Monitoring Splunk
Highlighted

What does this message mean regarding the health status of Splunkd?

Explorer

Hello splunkers,

I need your help. I have an alert about a bucket on my Splunk.

This it the message that I have:

"The percentage of small of buckets created (50) over the last hour is very high and exceeded the yellow thresholds (30) for index=_internal, and possibly more indexes, on this indexer"

What does it mean, and how can i fix it?

Tags (2)
Highlighted

Re: What does this message mean regarding the health status of Splunkd?

Motivator

This is most likely related to an issue with the event times - either your timestamp extraction is not working properly, your server times are way off, or your applications logging the wrong time.

Try investigating on this, as Splunk will create new buckets when the events coming into an index are outside of a certain time range. This will then cause the error.

0 Karma
Highlighted

Re: What does this message mean regarding the health status of Splunkd?

Explorer

is there a way to fix that issue? it may be an index configuration issue.

0 Karma
Highlighted

Re: What does this message mean regarding the health status of Splunkd?

Motivator

You can narrow down the issue by checking the index latency, which might be an indication where event timestamps might be off...

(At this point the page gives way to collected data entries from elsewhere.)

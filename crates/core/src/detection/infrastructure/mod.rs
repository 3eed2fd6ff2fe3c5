pub mod ultraface_detector;
use ndarray::ArrayView3;

use crate::shared::face_box::FaceBox;

/// A single camera frame: contiguous RGB bytes in row-major order.
///
/// Pixel format conversion happens at capture boundaries only; detection
/// and classification treat the data as an opaque RGB plane.
#[derive(Clone, Debug)]
pub struct Frame {
    data: Vec<u8>,
    width: u32,
    height: u32,
}

impl Frame {
    pub fn new(data: Vec<u8>, width: u32, height: u32) -> Self {
        debug_assert_eq!(
            data.len(),
            (width as usize) * (height as usize) * 3,
            "data length must equal width * height * 3"
        );
        Self {
            data,
            width,
            height,
        }
    }

    pub fn data(&self) -> &[u8] {
        &self.data
    }

    pub fn width(&self) -> u32 {
        self.width
    }

    pub fn height(&self) -> u32 {
        self.height
    }

    /// View as `(height, width, 3)` for tensor preprocessing.
    pub fn as_ndarray(&self) -> ArrayView3<'_, u8> {
        ArrayView3::from_shape(
            (self.height as usize, self.width as usize, 3),
            &self.data,
        )
        .expect("Frame data length must match dimensions")
    }

    /// Copies out the pixels under `region`, clamped to the frame bounds.
    ///
    /// Returns `None` when the clamped region is empty.
    pub fn crop(&self, region: &FaceBox) -> Option<Frame> {
        let r = region.clamped(self.width, self.height);
        if r.width <= 0 || r.height <= 0 {
            return None;
        }

        let (x1, y1) = (r.x as usize, r.y as usize);
        let (w, h) = (r.width as usize, r.height as usize);
        let stride = self.width as usize * 3;

        let mut data = Vec::with_capacity(w * h * 3);
        for row in y1..y1 + h {
            let start = row * stride + x1 * 3;
            data.extend_from_slice(&self.data[start..start + w * 3]);
        }

        Some(Frame::new(data, w as u32, h as u32))
    }

    /// Expands to RGBA with full alpha, for display surfaces that want
    /// four channels.
    pub fn to_rgba(&self) -> Vec<u8> {
        let mut rgba = Vec::with_capacity(self.data.len() / 3 * 4);
        for px in self.data.chunks_exact(3) {
            rgba.extend_from_slice(px);
            rgba.push(0xff);
        }
        rgba
    }
}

index=* index!=_* | eval latency=_indextime-_time | stats min(latency), max(latency), avg(latency), median(latency) by index 
Highlighted

Re: What does this message mean regarding the health status of Splunkd?

Motivator

I've been going crazy with this error, so I did a write-up here which has a query to identify the indexes that are being flagged.

Query

index=_internal sourcetype=splunkd component=HotBucketRoller "finished moving hot to warm"
 | eval bucketSizeMB = round(size / 1024 / 1024, 2)
 | table _time splunk_server idx bid bucketSizeMB
 | rename idx as index
 | join type=left index 
     [ | rest /services/data/indexes count=0
       | rename title as index
       | eval maxDataSize = case (maxDataSize == "auto",             750,
                                  maxDataSize == "auto_high_volume", 10000,
                                  true(),                            maxDataSize)
       | table  index updated currentDBSizeMB homePath.maxDataSizeMB maxDataSize maxHotBuckets maxWarmDBCount ]
 | eval bucketSizePercent = round(100*(bucketSizeMB/maxDataSize))
 | eval isSmallBucket     = if (bucketSizePercent < 10, 1, 0)
 | stats sum(isSmallBucket) as num_small_buckets
         count              as num_total_buckets
         by index splunk_server
 | eval  percentSmallBuckets = round(100*(num_small_buckets/num_total_buckets))
 | sort  - percentSmallBuckets
 | eval isViolation = if (percentSmallBuckets > 30, "Yes", "No")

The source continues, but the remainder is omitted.